I hope she finds a great home...I'm so far away...  it does say shes a golden mix...she looks all golden to me..


----------



## MicheleKC87 (Feb 3, 2011)

Doesn't look like a mix to me! What a beauty, too bad her owners didn't find her. I'm sure they miss her.


----------



## CAROLINA MOM (May 12, 2009)

Beautiful girl, looks all Gold to me too.

Kwhit, did you contact the GR Rescue in NV about her?

Here's their contact info if you haven't.

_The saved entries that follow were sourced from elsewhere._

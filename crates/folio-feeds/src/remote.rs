//! Remote syndicated feed (RSS or Atom) fetched over HTTP.

use std::time::Duration;

use feed_rs::model::Entry;
use folio_core::config::RemoteConfig;
use folio_core::{PublishedAt, RawEntry};
use reqwest::Client;

use crate::error::SourceError;

/// HTTP client bound to one feed URL with a bounded timeout.
#[derive(Debug, Clone)]
pub struct RemoteFeed {
    client: Client,
    url: String,
    timeout: Duration,
}

impl RemoteFeed {
    pub fn new(url: impl Into<String>, timeout: Duration, user_agent: &str) -> Result<Self, SourceError> {
        let client = Client::builder()
            .timeout(timeout)
            .user_agent(user_agent)
            .build()
            .map_err(SourceError::Client)?;
        Ok(Self { client, url: url.into(), timeout })
    }

    /// `None` when no feed URL is configured.
    pub fn from_config(cfg: &RemoteConfig) -> Result<Option<Self>, SourceError> {
        let url = cfg.url.trim();
        if url.is_empty() {
            return Ok(None);
        }
        Self::new(url, Duration::from_millis(cfg.timeout_ms), &cfg.user_agent).map(Some)
    }

    pub fn url(&self) -> &str {
        &self.url
    }

    /// One GET of the feed, parsed into raw records in feed order.
    pub async fn fetch(&self) -> Result<Vec<RawEntry>, SourceError> {
        let response = self
            .client
            .get(&self.url)
            .send()
            .await
            .map_err(|e| self.request_error(e))?;

        let status = response.status();
        if !status.is_success() {
            return Err(SourceError::Status(status.as_u16()));
        }

        let bytes = response.bytes().await.map_err(|e| self.request_error(e))?;
        parse_feed(&bytes)
    }

    fn request_error(&self, e: reqwest::Error) -> SourceError {
        if e.is_timeout() {
            SourceError::Timeout(self.timeout)
        } else {
            SourceError::Request(e)
        }
    }
}

/// Parse an RSS/Atom document into raw records.
pub fn parse_feed(bytes: &[u8]) -> Result<Vec<RawEntry>, SourceError> {
    let feed = feed_rs::parser::parse(bytes)?;
    Ok(feed.entries.into_iter().map(raw_entry).collect())
}

fn raw_entry(entry: Entry) -> RawEntry {
    let thumbnail = entry
        .media
        .iter()
        .flat_map(|m| m.thumbnails.iter())
        .map(|t| t.image.uri.clone())
        .find(|uri| !uri.is_empty());
    let published = entry
        .published
        .or(entry.updated)
        .map(PublishedAt::from_instant)
        .unwrap_or_default();
    // content:encoded carries the full post; description is only a teaser.
    let body = entry
        .content
        .and_then(|c| c.body)
        .or_else(|| entry.summary.map(|s| s.content))
        .unwrap_or_default();

    RawEntry {
        title: entry.title.map(|t| t.content).unwrap_or_default(),
        link: entry.links.into_iter().next().map(|l| l.href).unwrap_or_default(),
        thumbnail,
        published,
        categories: entry.categories.into_iter().map(|c| c.term).collect(),
        body,
    }
}

// ---------------------------------------------------------------------------
// Tests
// ---------------------------------------------------------------------------
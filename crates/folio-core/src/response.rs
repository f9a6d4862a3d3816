//! Response shaping for the content feed endpoint.
//!
//! ```text
//! { "status": "ok", "recent": [...], "library": [...] }   // dual (default)
//! { "status": "ok", "items": [...] }                      // merged (legacy)
//! { "status": "error", "message": "..." }                 // total failure
//! ```

use serde::{Deserialize, Serialize};

use crate::merge::Aggregation;
use crate::types::ContentEntry;

pub const STATUS_OK: u16 = 200;
pub const STATUS_UNAVAILABLE: u16 = 503;

const TOTAL_FAILURE_MESSAGE: &str = "remote feed unavailable and no local entries configured";

/// Which JSON contract the endpoint serves.
#[derive(Debug, Clone, Copy, Default, PartialEq, Eq, Serialize, Deserialize)]
#[serde(rename_all = "lowercase")]
pub enum ResponseShape {
    /// `recent` from the remote feed plus `library` from local sources.
    #[default]
    Dual,
    /// One `items` list with both sources merged.
    Merged,
}

#[derive(Debug, Clone, Copy, PartialEq, Eq, Serialize)]
#[serde(rename_all = "lowercase")]
pub enum Status {
    Ok,
    Error,
}

#[derive(Debug, Clone, PartialEq, Serialize)]
#[serde(untagged)]
pub enum Payload {
    Dual {
        recent: Vec<ContentEntry>,
        library: Vec<ContentEntry>,
    },
    Merged {
        items: Vec<ContentEntry>,
    },
    Error {
        message: String,
    },
}

#[derive(Debug, Clone, PartialEq, Serialize)]
pub struct FeedBody {
    pub status: Status,
    #[serde(flatten)]
    pub payload: Payload,
}

/// HTTP status code plus JSON body, independent of any server framework.
#[derive(Debug, Clone, PartialEq)]
pub struct FeedResponse {
    pub status_code: u16,
    pub body: FeedBody,
}

impl FeedResponse {
    /// Shape one aggregation. Total failure (remote failed and the library
    /// is empty) is an error in both shapes; anything else is a success,
    /// possibly with empty lists.
    pub fn from_aggregation(agg: &Aggregation, shape: ResponseShape) -> Self {
        if agg.is_total_failure() {
            return Self::error(TOTAL_FAILURE_MESSAGE);
        }
        let payload = match shape {
            ResponseShape::Dual => Payload::Dual {
                recent: agg.recent.clone(),
                library: agg.library.clone(),
            },
            ResponseShape::Merged => Payload::Merged { items: agg.merged() },
        };
        Self {
            status_code: STATUS_OK,
            body: FeedBody { status: Status::Ok, payload },
        }
    }

    pub fn error(message: impl Into<String>) -> Self {
        Self {
            status_code: STATUS_UNAVAILABLE,
            body: FeedBody {
                status: Status::Error,
                payload: Payload::Error { message: message.into() },
            },
        }
    }

    pub fn is_ok(&self) -> bool {
        self.body.status == Status::Ok
    }
}

// ---------------------------------------------------------------------------
// Tests
// ---------------------------------------------------------------------------
//! Classifier/Normalizer — fills in missing thumbnails and tags.
//!
//! Both heuristics are deterministic and never touch the identity fields
//! (`title`, `link`). Thumbnails come from the first embedded `<img>` when
//! the source gave none; tags come from ordered keyword matching over the
//! lower-cased title when the source gave none.

use std::sync::OnceLock;

use regex::Regex;

use crate::config::ClassifierConfig;
use crate::types::{dedup_tags, ContentEntry, RawEntry};

pub const TECHNICAL_LABEL: &str = "Data & Tech";
pub const EDUCATION_LABEL: &str = "Education";
pub const PERSONAL_LABEL: &str = "Life & Thoughts";
pub const DEFAULT_LABEL: &str = "Archive";

fn img_src_pattern() -> &'static Regex {
    static PATTERN: OnceLock<Regex> = OnceLock::new();
    PATTERN.get_or_init(|| {
        Regex::new(r#"(?i)<img[^>]+src=["']([^"']+)["']"#).expect("img pattern is valid")
    })
}

/// Use `explicit` when non-empty, otherwise the `src` of the first `<img>`
/// in `markup`, otherwise an empty string.
pub fn extract_thumbnail(explicit: Option<&str>, markup: &str) -> String {
    if let Some(url) = explicit.map(str::trim).filter(|u| !u.is_empty()) {
        return url.to_string();
    }
    img_src_pattern()
        .captures(markup)
        .and_then(|c| c.get(1))
        .map(|m| m.as_str().to_string())
        .unwrap_or_default()
}

/// One ordered keyword rule: any keyword present in the title selects `label`.
#[derive(Debug, Clone)]
struct Rule {
    label: &'static str,
    keywords: Vec<String>,
}

/// First-match-wins title classifier.
#[derive(Debug, Clone)]
pub struct Classifier {
    rules: Vec<Rule>,
}

impl Default for Classifier {
    fn default() -> Self {
        Self::from_config(&crate::config::Config::defaults().classifier)
    }
}

impl Classifier {
    pub fn from_config(cfg: &ClassifierConfig) -> Self {
        let rule = |label, words: &[String]| Rule {
            label,
            keywords: words
                .iter()
                .map(|w| w.trim().to_lowercase())
                .filter(|w| !w.is_empty())
                .collect(),
        };
        Self {
            rules: vec![
                rule(TECHNICAL_LABEL, &cfg.technical),
                rule(EDUCATION_LABEL, &cfg.education),
                rule(PERSONAL_LABEL, &cfg.personal),
            ],
        }
    }

    /// The single synthesized label for `title`.
    pub fn classify(&self, title: &str) -> &'static str {
        let title = title.to_lowercase();
        self.rules
            .iter()
            .find(|r| r.keywords.iter().any(|k| title.contains(k.as_str())))
            .map(|r| r.label)
            .unwrap_or(DEFAULT_LABEL)
    }

    /// Give `entry` a synthesized tag if, and only if, it has none.
    pub fn fill_tags(&self, entry: &mut ContentEntry) {
        if entry.categories.is_empty() {
            entry.categories.push(self.classify(&entry.title).to_string());
        }
    }
}

/// Turn a raw source record into a [`ContentEntry`].
///
/// Records without a link are dropped since the link is the entry's identity.
pub fn normalize(raw: RawEntry, classifier: &Classifier) -> Option<ContentEntry> {
    let link = raw.link.trim();
    if link.is_empty() {
        return None;
    }
    let mut entry = ContentEntry {
        title: raw.title.trim().to_string(),
        link: link.to_string(),
        thumbnail: extract_thumbnail(raw.thumbnail.as_deref(), &raw.body),
        pub_date: raw.published,
        categories: dedup_tags(raw.categories),
        description: raw.body,
    };
    classifier.fill_tags(&mut entry);
    Some(entry)
}

// ---------------------------------------------------------------------------
// Tests
// ---------------------------------------------------------------------------
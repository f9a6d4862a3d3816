//! Plain-text rendering of a listing page for `folio list`.

use std::fmt::Write;

use folio_core::view::Listing;
use folio_core::ContentEntry;

/// `Mar 8, 2024`, or the raw source text for indeterminate dates.
pub fn display_date(entry: &ContentEntry) -> String {
    match entry.published() {
        Some(ts) => ts.format("%b %-d, %Y").to_string(),
        None if entry.pub_date.to_wire().is_empty() => "undated".to_string(),
        None => entry.pub_date.to_wire(),
    }
}

pub fn render_listing(listing: &Listing, per_page: usize, categories: &[String]) -> String {
    let mut out = String::new();
    let _ = writeln!(out, "categories: {}", categories.join(" | "));
    for entry in &listing.entries {
        let tags = entry.categories.iter().take(3).cloned().collect::<Vec<_>>().join(", ");
        let _ = writeln!(out, "{:<13} {} [{}]", display_date(entry), entry.title, tags);
        let _ = writeln!(out, "{:<13} {}", "", entry.link);
    }
    match listing.showing(per_page) {
        Some((first, last)) => {
            let _ = writeln!(
                out,
                "showing {first}-{last} of {} (page {}/{})",
                listing.total, listing.page, listing.total_pages
            );
        }
        None => {
            let _ = writeln!(out, "no articles found");
        }
    }
    out
}
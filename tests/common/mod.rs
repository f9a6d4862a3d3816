//! Shared test utilities for folio integration harnesses.
//!
//! Import everything you need via `mod common; use common::*;` at the top of
//! each harness file.

pub mod assertions;
pub mod builders;
pub mod fake_feed;
pub mod fixtures;

pub use builders::*;
pub use fake_feed::FakeFeedServer;
pub use fixtures::*;
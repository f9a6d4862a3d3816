//! Time-boxed reuse of the last successful aggregation.
//!
//! Purely a performance window: recomputing at any moment yields an
//! equivalent result. Aggregations whose remote fetch failed are served but
//! never stored, so the next request retries the remote.
//!
//! The slot is locked only to read or replace it. A refresh runs unlocked,
//! so concurrent misses each fetch on their own and never queue behind a
//! slow remote.

use std::future::Future;
use std::sync::Arc;
use std::time::Duration;

use folio_core::Aggregation;
use tokio::sync::Mutex;
use tokio::time::Instant;
use tracing::debug;

struct Cached {
    at: Instant,
    value: Arc<Aggregation>,
}

pub struct FeedCache {
    ttl: Duration,
    slot: Mutex<Option<Cached>>,
}

impl FeedCache {
    /// A zero `ttl` disables reuse.
    pub fn new(ttl: Duration) -> Self {
        Self { ttl, slot: Mutex::new(None) }
    }

    pub async fn get_or_refresh<F, Fut>(&self, refresh: F) -> Arc<Aggregation>
    where
        F: FnOnce() -> Fut,
        Fut: Future<Output = Aggregation>,
    {
        if let Some(value) = self.fresh().await {
            return value;
        }

        let value = Arc::new(refresh().await);
        if !self.ttl.is_zero() && !value.remote_failed {
            *self.slot.lock().await = Some(Cached { at: Instant::now(), value: value.clone() });
        }
        value
    }

    async fn fresh(&self) -> Option<Arc<Aggregation>> {
        let slot = self.slot.lock().await;
        let cached = slot.as_ref()?;
        let age = cached.at.elapsed();
        if age >= self.ttl {
            return None;
        }
        debug!(age_ms = age.as_millis() as u64, "serving cached aggregation");
        Some(cached.value.clone())
    }
}

// ---------------------------------------------------------------------------
// Tests
// ---------------------------------------------------------------------------
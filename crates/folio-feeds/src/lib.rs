//! folio-feeds — the I/O side of folio.
//!
//! Each source reads raw records (an HTTP feed, a static list, a directory of
//! documents) and hands normalised [`folio_core::ContentEntry`] values to the
//! [`Aggregator`], which combines them into one [`folio_core::Aggregation`].

pub mod aggregator;
pub mod cache;
pub mod error;
pub mod library;
pub mod remote;

pub use aggregator::Aggregator;
pub use cache::FeedCache;
pub use error::SourceError;
pub use library::{DocumentDir, Library};
pub use remote::RemoteFeed;
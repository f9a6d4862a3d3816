//! HTTP surface: `GET /api/content-feed` (path configurable) and `/healthz`.

use std::future::Future;
use std::sync::Arc;
use std::time::Duration;

use axum::extract::State;
use axum::http::StatusCode;
use axum::response::IntoResponse;
use axum::routing::get;
use axum::{Json, Router};
use folio_core::config::Config;
use folio_core::{FeedResponse, ResponseShape};
use folio_feeds::{Aggregator, FeedCache};
use tokio::net::TcpListener;
use tracing::{info, warn};

/// State shared by every request. Nothing in here is written per request
/// except the cache slot.
#[derive(Clone)]
pub struct AppState {
    aggregator: Arc<Aggregator>,
    cache: Arc<FeedCache>,
    shape: ResponseShape,
}

impl AppState {
    pub fn new(aggregator: Aggregator, cache: FeedCache, shape: ResponseShape) -> Self {
        Self {
            aggregator: Arc::new(aggregator),
            cache: Arc::new(cache),
            shape,
        }
    }

    pub fn from_config(cfg: &Config) -> anyhow::Result<Self> {
        Ok(Self::new(
            Aggregator::from_config(cfg)?,
            FeedCache::new(Duration::from_secs(cfg.cache.ttl_secs)),
            cfg.response.shape,
        ))
    }

    /// Aggregate (or reuse a fresh aggregation) and shape the response.
    pub async fn respond(&self) -> FeedResponse {
        let aggregation = self
            .cache
            .get_or_refresh(|| self.aggregator.aggregate())
            .await;
        FeedResponse::from_aggregation(&aggregation, self.shape)
    }
}

pub fn router(state: AppState, route: &str) -> Router {
    Router::new()
        .route(route, get(content_feed))
        .route("/healthz", get(healthz))
        .with_state(state)
}

async fn content_feed(State(state): State<AppState>) -> impl IntoResponse {
    let response = state.respond().await;
    let status = StatusCode::from_u16(response.status_code).unwrap_or(StatusCode::INTERNAL_SERVER_ERROR);
    (status, Json(response.body))
}

async fn healthz() -> &'static str {
    "ok"
}

/// Bind and serve until Ctrl-C.
pub async fn serve(cfg: &Config, bind: Option<&str>) -> anyhow::Result<()> {
    let state = AppState::from_config(cfg)?;
    let addr = bind.unwrap_or(&cfg.server.bind);
    let listener = TcpListener::bind(addr).await?;
    info!(addr = %listener.local_addr()?, route = %cfg.server.route, "serving content feed");

    axum::serve(listener, router(state, &cfg.server.route))
        .with_graceful_shutdown(shutdown_signal())
        .await?;
    Ok(())
}

async fn shutdown_signal() {
    wait_for_shutdown(tokio::signal::ctrl_c()).await
}

/// Resolves when `signal` fires. A signal that cannot be installed never
/// resolves, so the server keeps running instead of exiting silently.
async fn wait_for_shutdown(signal: impl Future<Output = std::io::Result<()>>) {
    match signal.await {
        Ok(()) => info!("shutting down"),
        Err(e) => {
            warn!(error = %e, "cannot listen for Ctrl-C, serving until killed");
            std::future::pending::<()>().await;
        }
    }
}

// ---------------------------------------------------------------------------
// Tests
// ---------------------------------------------------------------------------
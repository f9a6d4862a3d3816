//! Aggregator — fetches the remote feed and the local library, normalises,
//! de-duplicates and orders them into one [`Aggregation`].

use folio_core::config::Config;
use folio_core::merge::{exclude_links, merge_by_link, sort_newest_first};
use folio_core::{normalize, Aggregation, Classifier, ContentEntry};
use tracing::{info, warn};

use crate::library::Library;
use crate::remote::RemoteFeed;

/// Owns both sources and the classifier. Stateless between calls; every
/// [`aggregate`](Aggregator::aggregate) rebuilds entries from scratch.
#[derive(Debug, Clone)]
pub struct Aggregator {
    remote: Option<RemoteFeed>,
    library: Library,
    classifier: Classifier,
}

impl Aggregator {
    pub fn new(remote: Option<RemoteFeed>, library: Library, classifier: Classifier) -> Self {
        Self { remote, library, classifier }
    }

    pub fn from_config(cfg: &Config) -> anyhow::Result<Self> {
        let remote = RemoteFeed::from_config(&cfg.remote)?;
        let library = Library::from_config(&cfg.library)?;
        let classifier = Classifier::from_config(&cfg.classifier);
        if remote.is_none() && !library.is_configured() {
            warn!("neither a remote feed nor a local library is configured");
        }
        Ok(Self::new(remote, library, classifier))
    }

    /// One full pass over both sources. Never fails: a failing remote is
    /// recorded in [`Aggregation::remote_failed`] and contributes nothing.
    pub async fn aggregate(&self) -> Aggregation {
        let ((recent, remote_failed), local) =
            tokio::join!(self.fetch_recent(), self.library.load(&self.classifier));

        let mut library = exclude_links(local, &recent);
        sort_newest_first(&mut library);

        info!(
            recent = recent.len(),
            library = library.len(),
            remote_failed,
            "aggregated content feed"
        );
        Aggregation { recent, library, remote_failed }
    }

    async fn fetch_recent(&self) -> (Vec<ContentEntry>, bool) {
        let Some(remote) = &self.remote else {
            return (Vec::new(), false);
        };
        match remote.fetch().await {
            Ok(raw) => {
                let normalized = raw
                    .into_iter()
                    .filter_map(|r| normalize(r, &self.classifier))
                    .collect();
                let mut recent = merge_by_link(normalized, Vec::new());
                sort_newest_first(&mut recent);
                (recent, false)
            }
            Err(e) => {
                warn!(url = remote.url(), error = %e, "remote feed unavailable, continuing without it");
                (Vec::new(), true)
            }
        }
    }
}
//! Source errors. None of these reach the HTTP caller: the aggregator logs
//! them and degrades to whatever the other source produced.

use std::path::PathBuf;
use std::time::Duration;

use thiserror::Error;

#[derive(Debug, Error)]
pub enum SourceError {
    #[error("could not build HTTP client: {0}")]
    Client(#[source] reqwest::Error),
    #[error("request timed out after {0:?}")]
    Timeout(Duration),
    #[error("request failed: {0}")]
    Request(#[source] reqwest::Error),
    #[error("unexpected HTTP status {0}")]
    Status(u16),
    #[error("malformed feed: {0}")]
    Parse(#[from] feed_rs::parser::ParseFeedError),
    #[error("cannot read {}: {source}", path.display())]
    Io {
        path: PathBuf,
        #[source]
        source: std::io::Error,
    },
    #[error("invalid static list {}: {source}", path.display())]
    StaticList {
        path: PathBuf,
        #[source]
        source: serde_json::Error,
    },
}

impl SourceError {
    pub(crate) fn io(path: impl Into<PathBuf>, source: std::io::Error) -> Self {
        Self::Io { path: path.into(), source }
    }
}
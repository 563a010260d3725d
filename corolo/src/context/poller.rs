use crate::context::arena::WaiterId;
use crate::runtime::config::SPILL_TO_HEAP_THRESHOLD;
use crate::waiter::WaiterError;
use anyhow::{Context as _, Result};
use nix::errno::Errno;
use nix::sys::epoll::{Epoll, EpollCreateFlags, EpollEvent, EpollFlags, EpollTimeout};
use smallvec::SmallVec;
use std::collections::HashMap;
use std::os::fd::{AsRawFd, BorrowedFd, RawFd};

/// Readiness reported by one multiplexer wake, copied out of the kernel
/// buffer before any waiter is resumed.
pub(crate) type ReadyBatch = SmallVec<[(WaiterId, EpollFlags); SPILL_TO_HEAP_THRESHOLD]>;

/// epoll wrapper owning the per-thread multiplexer fd.
///
/// Registrations map one fd to one waiter; the map powers the teardown
/// sweep and the registered-fd count. The epoll user data carries the
/// waiter id so a wake identifies its waiter without a lookup.
pub(crate) struct Poller {
    epoll: Epoll,
    registered: HashMap<RawFd, WaiterId>,
    /// Reusable kernel event buffer; capacity bounds one wake's batch.
    events: Vec<EpollEvent>,
    /// Upper bound for one blocking slice. The loop re-evaluates its sleep
    /// bound after every wake, so capping a slice only costs a spurious
    /// wake on very distant deadlines.
    max_slice_ms: u16,
}

impl Poller {
    pub(crate) fn try_new(events_capacity: usize, max_slice_ms: u16) -> Result<Self> {
        let epoll = Epoll::new(EpollCreateFlags::EPOLL_CLOEXEC).context("epoll_create1 failed")?;

        Ok(Self {
            epoll,
            registered: HashMap::new(),
            events: vec![EpollEvent::empty(); events_capacity],
            max_slice_ms,
        })
    }

    pub(crate) fn register(
        &mut self,
        fd: RawFd,
        events: EpollFlags,
        id: WaiterId,
    ) -> Result<(), WaiterError> {
        let event = EpollEvent::new(events, id.as_user_data());
        self.epoll
            .add(unsafe { BorrowedFd::borrow_raw(fd) }, event)
            .map_err(|source| WaiterError::Registration { fd, source })?;

        self.registered.insert(fd, id);
        Ok(())
    }

    pub(crate) fn modify(
        &mut self,
        fd: RawFd,
        events: EpollFlags,
        id: WaiterId,
    ) -> Result<(), WaiterError> {
        let mut event = EpollEvent::new(events, id.as_user_data());
        self.epoll
            .modify(unsafe { BorrowedFd::borrow_raw(fd) }, &mut event)
            .map_err(|source| WaiterError::Registration { fd, source })?;

        self.registered.insert(fd, id);
        Ok(())
    }

    /// Drop the registration without closing the fd. Idempotent.
    pub(crate) fn unregister(&mut self, fd: RawFd) -> bool {
        if self.registered.remove(&fd).is_none() {
            return false;
        }
        if let Err(err) = self.epoll.delete(unsafe { BorrowedFd::borrow_raw(fd) }) {
            // The kernel already dropped the entry when the fd was closed
            // elsewhere.
            tracing::trace!(fd, %err, "EPOLL_CTL_DEL failed");
        }
        true
    }

    /// Block up to `max_sleep_ms` (unbounded when `None`, modulo the slice
    /// cap) and copy the ready set out. EINTR counts as an empty wake.
    pub(crate) fn wait(&mut self, max_sleep_ms: Option<u64>) -> Result<ReadyBatch> {
        let timeout = match max_sleep_ms {
            None => EpollTimeout::NONE,
            Some(ms) => EpollTimeout::from(ms.min(u64::from(self.max_slice_ms)) as u16),
        };

        let n = match self.epoll.wait(&mut self.events, timeout) {
            Ok(n) => n,
            Err(Errno::EINTR) => 0,
            Err(err) => return Err(err).context("epoll_wait failed"),
        };

        Ok(self.events[..n]
            .iter()
            .map(|ev| (WaiterId::from_user_data(ev.data()), ev.events()))
            .collect())
    }

    pub(crate) fn registered_count(&self) -> u32 {
        self.registered.len() as u32
    }

    pub(crate) fn first_registered(&self) -> Option<(RawFd, WaiterId)> {
        self.registered.iter().next().map(|(&fd, &id)| (fd, id))
    }

    pub(crate) fn as_raw_fd(&self) -> RawFd {
        self.epoll.0.as_raw_fd()
    }
}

*The Golden Retriever Club of America National Rescue Committee*

*Nevada*

Golden Retriever Rescue Southern Nevada


----------



## Capt Jack (Dec 29, 2011)

Wow so sorry for the folks that lost her! Hope she finds a great home!Carolina Mom ya know I would if I could LOL


----------



## cgriffin (Nov 30, 2011)

Beautiful girl. I think a lot of pet rescues will list dogs as mixes when they don't have any background on them, no proof that they are purebreds.


----------



## FeatherRiverSam (Aug 7, 2009)

She's a real doll...I don't think she'll be around very long...some lucky soul is going to grab her.

Pete


----------



## kwhit (Apr 7, 2008)

Looks like she's been adopted! :banana:


----------



## CAROLINA MOM (May 12, 2009)

kwhit said:


> Looks like she been adopted! :banana:


Yay!!!!!! This is fantastic news, someone is very lucky to have gotten this girl.

You can find some beautiful purebreds in shelters that might need a little cleaning up and some TLC.

How do I know?????????

That's where I found my Remy boy last year.


----------